» Exercise instructions:
Beginning at the first line of the data, print each line exactly, stopping after the line that contains "use strum::IntoEnumIterator;".

» Records shown:
= Beginning of Section =

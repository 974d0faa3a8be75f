//! Derived views over a catalog.
//!
//! Every function here is pure: it reads a slice of records and returns a new
//! `Vec`, leaving the input untouched. Filtering is stable, and both sorts use
//! `sort_by`, which is stable, so records with equal keys keep their catalog
//! order.

use std::cmp::Ordering;

use chrono::{DateTime, NaiveDate};
use strum::IntoEnumIterator;

/// Selector value meaning "no constraint".
pub const ALL: &str = "all";

#[derive(Debug, Clone, Copy, PartialEq, Eq)]
pub enum Facet {
    Category,
    Status,
    Location,
}

impl Facet {
    fn accepts(self, value: &str, wanted: &str) -> bool {
        match self {
            Facet::Category | Facet::Status => value == wanted,
            // "강남" picks both "강남역 지하상가" and "서울 강남구 영동대로"
            Facet::Location => value.contains(wanted),
        }
    }
}

pub trait Record: Clone {
    /// Fields the search box looks into. A record matches when any of them does.
    fn search_fields(&self) -> Vec<&str>;

    /// Value of a selectable facet, or `None` when this kind has no such field.
    fn facet(&self, facet: Facet) -> Option<&str>;
}

pub trait Ranked: Record {
    fn popularity(&self) -> f64;
}

pub trait Dated: Record {
    fn created_at(&self) -> &str;

    fn pinned(&self) -> bool {
        false
    }
}

/// Current UI selections for one view.
#[derive(Debug, Default, Clone, PartialEq)]
pub struct Selection {
    pub search: String,
    pub category: Option<String>,
    pub status: Option<String>,
    pub location: Option<String>,
}

impl Selection {
    pub fn new() -> Self {
        Self::default()
    }

    pub fn search(mut self, search: impl Into<String>) -> Self {
        self.search = search.into();
        self
    }

    pub fn category(mut self, category: impl Into<String>) -> Self {
        self.category = Some(category.into());
        self
    }

    pub fn status(mut self, status: impl Into<String>) -> Self {
        self.status = Some(status.into());
        self
    }

    pub fn location(mut self, location: impl Into<String>) -> Self {
        self.location = Some(location.into());
        self
    }

    fn selector(&self, facet: Facet) -> Option<&str> {
        let value = match facet {
            Facet::Category => self.category.as_deref(),
            Facet::Status => self.status.as_deref(),
            Facet::Location => self.location.as_deref(),
        };
        value.filter(|v| !v.is_empty() && *v != ALL)
    }

    pub fn matches<T: Record>(&self, record: &T) -> bool {
        self.matches_search(record)
            && [Facet::Category, Facet::Status, Facet::Location]
                .into_iter()
                .all(|facet| self.matches_facet(record, facet))
    }

    fn matches_search<T: Record>(&self, record: &T) -> bool {
        if self.search.is_empty() {
            return true;
        }
        let needle = self.search.to_lowercase();
        record
            .search_fields()
            .into_iter()
            .any(|field| field.to_lowercase().contains(&needle))
    }

    fn matches_facet<T: Record>(&self, record: &T, facet: Facet) -> bool {
        let Some(wanted) = self.selector(facet) else {
            return true;
        };
        record
            .facet(facet)
            .is_some_and(|value| facet.accepts(value, wanted))
    }
}

pub fn filter<T: Record>(records: &[T], selection: &Selection) -> Vec<T> {
    records
        .iter()
        .filter(|record| selection.matches(*record))
        .cloned()
        .collect()
}

/// Pinned records first, then newest first. Unreadable dates go last.
pub fn pinned_first<T: Dated>(records: &[T]) -> Vec<T> {
    let mut sorted = records.to_vec();
    sorted.sort_by(|a, b| {
        b.pinned().cmp(&a.pinned()).then_with(|| {
            parse_date(b.created_at()).cmp(&parse_date(a.created_at()))
        })
    });
    sorted
}

pub fn rank_by_popularity<T: Ranked>(records: &[T]) -> Vec<T> {
    let mut ranked = records.to_vec();
    ranked.sort_by(|a, b| compare_popularity(b, a));
    ranked
}

pub fn top_by_popularity<T: Ranked>(records: &[T], limit: usize) -> Vec<T> {
    let mut ranked = rank_by_popularity(records);
    ranked.truncate(limit);
    ranked
}

fn compare_popularity<T: Ranked>(a: &T, b: &T) -> Ordering {
    a.popularity().total_cmp(&b.popularity())
}

/// `likes + engagement + views / 10`, where engagement is comments or answers.
pub fn popularity_score(likes: u32, engagement: u32, views: u32) -> f64 {
    f64::from(likes) + f64::from(engagement) + f64::from(views) / 10.0
}

/// Accepts `YYYY.MM.DD`, `YYYY-MM-DD` and RFC 3339 timestamps.
pub fn parse_date(raw: &str) -> Option<NaiveDate> {
    let raw = raw.trim();
    NaiveDate::parse_from_str(raw, "%Y.%m.%d")
        .or_else(|_| NaiveDate::parse_from_str(raw, "%Y-%m-%d"))
        .ok()
        .or_else(|| {
            DateTime::parse_from_rfc3339(raw)
                .ok()
                .map(|dt| dt.date_naive())
        })
}

#[derive(Debug, Clone, PartialEq)]
pub struct StatusCount<S> {
    pub total: usize,
    pub by_status: Vec<(S, usize)>,
}

impl<S: PartialEq + Copy> StatusCount<S> {
    pub fn get(&self, status: S) -> usize {
        self.by_status
            .iter()
            .find(|(s, _)| *s == status)
            .map(|(_, count)| *count)
            .unwrap_or_default()
    }
}

/// Counts records per status. Every variant is listed, zero or not.
pub fn count_by_status<T, S, F>(records: &[T], status_of: F) -> StatusCount<S>
where
    S: IntoEnumIterator + PartialEq + Copy,
    F: Fn(&T) -> S,
{
    let by_status = S::iter()
        .map(|status| {
            let count = records.iter().filter(|r| status_of(*r) == status).count();
            (status, count)
        })
        .collect();

    StatusCount {
        total: records.len(),
        by_status,
    }
}

pub fn paginate<T>(
    records: Vec<T>,
    offset: Option<usize>,
    limit: Option<usize>,
) -> Vec<T> {
    let offset = offset.unwrap_or_default();
    match limit {
        Some(limit) => records.into_iter().skip(offset).take(limit).collect(),
        None => records.into_iter().skip(offset).collect(),
    }
}

#[cfg(test)]
mod test {
    use super::*;

    #[derive(Debug, Clone, PartialEq)]
    struct Item {
        name: &'static str,
        owner: &'static str,
        category: &'static str,
        date: &'static str,
        pinned: bool,
        likes: u32,
        views: u32,
    }

    impl Record for Item {
        fn search_fields(&self) -> Vec<&str> {
            vec![self.name, self.owner]
        }

        fn facet(&self, facet: Facet) -> Option<&str> {
            match facet {
                Facet::Category => Some(self.category),
                Facet::Location => Some(self.owner),
                Facet::Status => None,
            }
        }
    }

    impl Ranked for Item {
        fn popularity(&self) -> f64 {
            popularity_score(self.likes, 0, self.views)
        }
    }

    impl Dated for Item {
        fn created_at(&self) -> &str {
            self.date
        }

        fn pinned(&self) -> bool {
            self.pinned
        }
    }

    fn item(name: &'static str, category: &'static str) -> Item {
        Item {
            name,
            owner: "",
            category,
            date: "2024.01.01",
            pinned: false,
            likes: 0,
            views: 0,
        }
    }

    fn names(items: &[Item]) -> Vec<&'static str> {
        items.iter().map(|i| i.name).collect()
    }

    #[test]
    fn test_search_is_case_insensitive_across_fields() {
        // Arrange
        let mut owned = item("Pop Store", "a");
        owned.owner = "Gangnam Mall";
        let items = vec![item("Beauty Zone", "a"), owned, item("gangnam night", "b")];

        // Act
        let found = filter(&items, &Selection::new().search("GANGNAM"));

        // Assert
        assert_eq!(names(&found), vec!["Pop Store", "gangnam night"]);
    }

    #[test]
    fn test_all_and_empty_selectors_are_neutral() {
        let items = vec![item("a", "x"), item("b", "y")];

        assert_eq!(filter(&items, &Selection::new().category(ALL)), items);
        assert_eq!(filter(&items, &Selection::new().category("")), items);
    }

    #[test]
    fn test_unknown_category_yields_empty() {
        let items = vec![item("a", "x")];

        assert!(filter(&items, &Selection::new().category("없는 카테고리")).is_empty());
    }

    #[test]
    fn test_missing_facet_never_matches_a_set_selector() {
        let items = vec![item("a", "x")];

        assert!(filter(&items, &Selection::new().status("open")).is_empty());
        assert_eq!(filter(&items, &Selection::new().status(ALL)).len(), 1);
    }

    #[test]
    fn test_location_is_substring() {
        let mut a = item("a", "x");
        a.owner = "서울 강남구 테헤란로";
        let mut b = item("b", "x");
        b.owner = "홍대 걷고싶은거리";

        let found = filter(&[a, b], &Selection::new().location("강남"));

        assert_eq!(names(&found), vec!["a"]);
    }

    #[test]
    fn test_pinned_first_then_newest() {
        let mut old_pin = item("old_pin", "x");
        old_pin.pinned = true;
        old_pin.date = "2023.12.01";
        let mut new_plain = item("new_plain", "x");
        new_plain.date = "2024.02.01";
        let mut mid_plain = item("mid_plain", "x");
        mid_plain.date = "2024-01-15";
        let mut broken = item("broken", "x");
        broken.date = "someday";

        let sorted = pinned_first(&[broken, mid_plain, old_pin, new_plain]);

        assert_eq!(
            names(&sorted),
            vec!["old_pin", "new_plain", "mid_plain", "broken"]
        );
    }

    #[test]
    fn test_popularity_ties_keep_catalog_order() {
        let mut first = item("first", "x");
        first.likes = 10;
        let mut second = item("second", "x");
        second.views = 100;
        let mut top = item("top", "x");
        top.likes = 11;

        let ranked = rank_by_popularity(&[first, second, top]);

        assert_eq!(names(&ranked), vec!["top", "first", "second"]);
    }

    #[test]
    fn test_popularity_score_formula() {
        assert_eq!(popularity_score(20, 10, 150), 45.0);
        assert_eq!(popularity_score(0, 0, 0), 0.0);
    }

    #[test]
    fn test_parse_date_formats() {
        let expected = NaiveDate::from_ymd_opt(2024, 1, 18);
        assert_eq!(parse_date("2024.01.18"), expected);
        assert_eq!(parse_date("2024-01-18"), expected);
        assert_eq!(parse_date("2024-01-18T09:30:00Z"), expected);
        assert_eq!(parse_date(""), None);
    }

    #[test]
    fn test_paginate() {
        let values = vec![1, 2, 3, 4, 5];

        assert_eq!(paginate(values.clone(), Some(1), Some(2)), vec![2, 3]);
        assert_eq!(paginate(values.clone(), None, None), values);
        assert!(paginate(values, Some(10), None).is_empty());
    }
}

= End of Section =

» Problem solution:
repository 974d0faa3a8be75f
//! Derived views over a catalog.
//!
//! Every function here is pure: it reads a slice of records and returns a new
//! `Vec`, leaving the input untouched. Filtering is stable, and both sorts use
//! `sort_by`, which is stable, so records with equal keys keep their catalog
//! order.

use std::cmp::Ordering;

use chrono::{DateTime, NaiveDate};
use strum::IntoEnumIterator;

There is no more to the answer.